* Instructions to follow
Please return every line below that contains the string "AtomicUsize".

[Collected data entries]
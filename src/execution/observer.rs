use std::fmt;
use std::sync::atomic::{AtomicU64, AtomicUsize, Ordering};
use std::time::Duration;

/// Execution events emitted by the engine.
#[derive(Debug, Clone)]
pub enum ExecutionEvent {
    RunStarted { partitions: usize },
    PartitionStarted { name: String, rows: usize },
    PartitionFinished { name: String, tables: usize },
    RunFinished {
        elapsed: Duration,
        metrics: ExecutionMetricsSnapshot,
    },
}

/// Observer hook for execution events.
pub trait ExecutionObserver: Send + Sync {
    fn on_event(&self, event: &ExecutionEvent);
}

/// Logs execution events at debug level (run summaries at info).
#[derive(Default)]
pub struct LogExecutionObserver;

impl ExecutionObserver for LogExecutionObserver {
    fn on_event(&self, event: &ExecutionEvent) {
        match event {
            ExecutionEvent::RunFinished { metrics, .. } => log::info!("decomposition finished: {metrics}"),
            other => log::debug!("{other:?}"),
        }
    }
}

/// Real-time metrics for an execution run.
///
/// The engine updates these counters during execution; callers can snapshot them at any time.
pub struct ExecutionMetrics {
    run_id: AtomicU64,
    elapsed_ns: AtomicU64,

    partitions_started: AtomicU64,
    partitions_finished: AtomicU64,
    tables_emitted: AtomicU64,
    rows_emitted: AtomicU64,

    active_partitions: AtomicUsize,
    max_active_partitions: AtomicUsize,
}

impl ExecutionMetrics {
    pub fn new() -> Self {
        Self {
            run_id: AtomicU64::new(0),
            elapsed_ns: AtomicU64::new(0),
            partitions_started: AtomicU64::new(0),
            partitions_finished: AtomicU64::new(0),
            tables_emitted: AtomicU64::new(0),
            rows_emitted: AtomicU64::new(0),
            active_partitions: AtomicUsize::new(0),
            max_active_partitions: AtomicUsize::new(0),
        }
    }

    pub fn begin_run(&self) {
        let _ = self.run_id.fetch_add(1, Ordering::SeqCst);

        self.elapsed_ns.store(0, Ordering::SeqCst);
        self.partitions_started.store(0, Ordering::SeqCst);
        self.partitions_finished.store(0, Ordering::SeqCst);
        self.tables_emitted.store(0, Ordering::SeqCst);
        self.rows_emitted.store(0, Ordering::SeqCst);
        self.active_partitions.store(0, Ordering::SeqCst);
        self.max_active_partitions.store(0, Ordering::SeqCst);
    }

    pub fn end_run(&self, elapsed: Duration) {
        // Keep a non-zero value so snapshots can tell a finished run from an unstarted one.
        let ns = elapsed.as_nanos().clamp(1, u64::MAX as u128) as u64;
        self.elapsed_ns.store(ns, Ordering::SeqCst);
    }

    pub fn on_partition_start(&self) {
        let _ = self.partitions_started.fetch_add(1, Ordering::SeqCst);
        let now = self.active_partitions.fetch_add(1, Ordering::SeqCst) + 1;
        update_max_usize(&self.max_active_partitions, now);
    }

    pub fn on_partition_end(&self, tables: usize, rows: usize) {
        let _ = self.partitions_finished.fetch_add(1, Ordering::SeqCst);
        let _ = self.tables_emitted.fetch_add(tables as u64, Ordering::SeqCst);
        let _ = self.rows_emitted.fetch_add(rows as u64, Ordering::SeqCst);
        let _ = self.active_partitions.fetch_sub(1, Ordering::SeqCst);
    }

    pub fn snapshot(&self) -> ExecutionMetricsSnapshot {
        let elapsed_ns = self.elapsed_ns.load(Ordering::SeqCst);
        let elapsed = if elapsed_ns > 0 {
            Some(Duration::from_nanos(elapsed_ns))
        } else {
            None
        };

        ExecutionMetricsSnapshot {
            run_id: self.run_id.load(Ordering::SeqCst),
            elapsed,
            partitions_started: self.partitions_started.load(Ordering::SeqCst),
            partitions_finished: self.partitions_finished.load(Ordering::SeqCst),
            tables_emitted: self.tables_emitted.load(Ordering::SeqCst),
            rows_emitted: self.rows_emitted.load(Ordering::SeqCst),
            max_active_partitions: self.max_active_partitions.load(Ordering::SeqCst),
        }
    }
}

impl Default for ExecutionMetrics {
    fn default() -> Self {
        Self::new()
    }
}

fn update_max_usize(dst: &AtomicUsize, now: usize) {
    loop {
        let cur = dst.load(Ordering::SeqCst);
        if now <= cur {
            break;
        }
        if dst
            .compare_exchange(cur, now, Ordering::SeqCst, Ordering::SeqCst)
            .is_ok()
        {
            break;
        }
    }
}

/// Immutable snapshot of [`ExecutionMetrics`].
#[derive(Debug, Clone, PartialEq, Eq)]
pub struct ExecutionMetricsSnapshot {
    pub run_id: u64,
    pub elapsed: Option<Duration>,
    pub partitions_started: u64,
    pub partitions_finished: u64,
    pub tables_emitted: u64,
    pub rows_emitted: u64,
    pub max_active_partitions: usize,
}

impl fmt::Display for ExecutionMetricsSnapshot {
    fn fmt(&self, f: &mut fmt::Formatter<'_>) -> fmt::Result {
        write!(
            f,
            "run_id={}, partitions={}/{}, tables={}, rows={}, max_active_partitions={}, elapsed={:?}",
            self.run_id,
            self.partitions_finished,
            self.partitions_started,
            self.tables_emitted,
            self.rows_emitted,
            self.max_active_partitions,
            self.elapsed
        )
    }
}
//! Positional column pruning.

use std::collections::BTreeSet;

use serde::{Deserialize, Serialize};

use crate::types::DataSet;

/// A set of column positions to remove from a table.
///
/// Non-negative positions count from the start (`0` is the first column); negative positions
/// count from the end (`-1` is the last column). Every position of one pass is resolved against
/// the column count of the table being pruned, so `[0, -1]` on a 12-column table removes
/// columns 0 and 11. Positions outside the table are ignored.
#[derive(Debug, Clone, PartialEq, Eq, Default, Serialize, Deserialize)]
#[serde(transparent)]
pub struct DropPositions(Vec<i64>);

impl DropPositions {
    pub fn new(positions: Vec<i64>) -> Self {
        Self(positions)
    }

    /// No positions; pruning leaves tables unchanged.
    pub fn none() -> Self {
        Self(Vec::new())
    }

    pub fn is_empty(&self) -> bool {
        self.0.is_empty()
    }

    /// The positions as given, including duplicates and out-of-range entries.
    pub fn as_slice(&self) -> &[i64] {
        &self.0
    }

    /// Resolve against `column_count`, dropping anything out of range.
    pub fn resolve(&self, column_count: usize) -> BTreeSet<usize> {
        self.0
            .iter()
            .filter_map(|&pos| resolve_position(pos, column_count))
            .collect()
    }

    /// Indices that survive pruning, in ascending order.
    pub fn kept_indices(&self, column_count: usize) -> Vec<usize> {
        let dropped = self.resolve(column_count);
        (0..column_count).filter(|i| !dropped.contains(i)).collect()
    }
}

impl From<Vec<i64>> for DropPositions {
    fn from(positions: Vec<i64>) -> Self {
        Self(positions)
    }
}

fn resolve_position(pos: i64, column_count: usize) -> Option<usize> {
    let count = i64::try_from(column_count).ok()?;
    let idx = if pos < 0 { count + pos } else { pos };
    if (0..count).contains(&idx) {
        usize::try_from(idx).ok()
    } else {
        None
    }
}

/// Returns a copy of `dataset` without the columns named by `positions`.
///
/// Row order and count are preserved.
pub fn drop_columns(dataset: &DataSet, positions: &DropPositions) -> DataSet {
    if positions.is_empty() {
        return dataset.clone();
    }
    dataset.select_columns(&positions.kept_indices(dataset.column_count()))
}

#[cfg(test)]
mod tests {
    use super::{drop_columns, DropPositions};
    use crate::types::{DataSet, Schema, Value};

    fn wide_dataset(columns: usize) -> DataSet {
        let names: Vec<String> = (0..columns).map(|i| format!("c{i}")).collect();
        let row: Vec<Value> = (0..columns as i64).map(Value::Int64).collect();
        DataSet::new(Schema::from_names(names), vec![row.clone(), row])
    }

    #[test]
    fn negative_positions_count_from_the_end() {
        let positions = DropPositions::new(vec![-1, -2]);
        assert_eq!(positions.resolve(12).into_iter().collect::<Vec<_>>(), vec![10, 11]);
    }

    #[test]
    fn minus_one_removes_last_column_even_with_leading_drops() {
        let ds = wide_dataset(12);
        let out = drop_columns(&ds, &DropPositions::new(vec![0, 2, 3, -1]));
        assert_eq!(out.column_count(), 8);
        assert_eq!(out.schema.fields.last().unwrap().name, "c10");
        assert_eq!(out.schema.fields.first().unwrap().name, "c1");
    }

    #[test]
    fn out_of_range_positions_are_ignored() {
        let ds = wide_dataset(10);
        let out = drop_columns(&ds, &DropPositions::new(vec![999, -11]));
        assert_eq!(out, ds);
    }

    #[test]
    fn duplicate_and_aliased_positions_drop_once() {
        let ds = wide_dataset(5);
        // 4 and -1 both name the last column.
        let out = drop_columns(&ds, &DropPositions::new(vec![4, -1, 4]));
        assert_eq!(
            out.schema.field_names().collect::<Vec<_>>(),
            vec!["c0", "c1", "c2", "c3"]
        );
        assert_eq!(out.rows[0], vec![Value::Int64(0), Value::Int64(1), Value::Int64(2), Value::Int64(3)]);
    }

    #[test]
    fn trailing_preset_on_narrow_table_keeps_what_is_left() {
        let ds = wide_dataset(6);
        let out = drop_columns(&ds, &DropPositions::new(vec![0, 2, 3, -5, -4, -3, -2, -1]));
        assert_eq!(out.column_count(), 0);
        assert_eq!(out.row_count(), 2);
    }
}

* Written answer
use std::sync::atomic::{AtomicU64, AtomicUsize, Ordering};
    active_partitions: AtomicUsize,
    max_active_partitions: AtomicUsize,
            active_partitions: AtomicUsize::new(0),
            max_active_partitions: AtomicUsize::new(0),
fn update_max_usize(dst: &AtomicUsize, now: usize) {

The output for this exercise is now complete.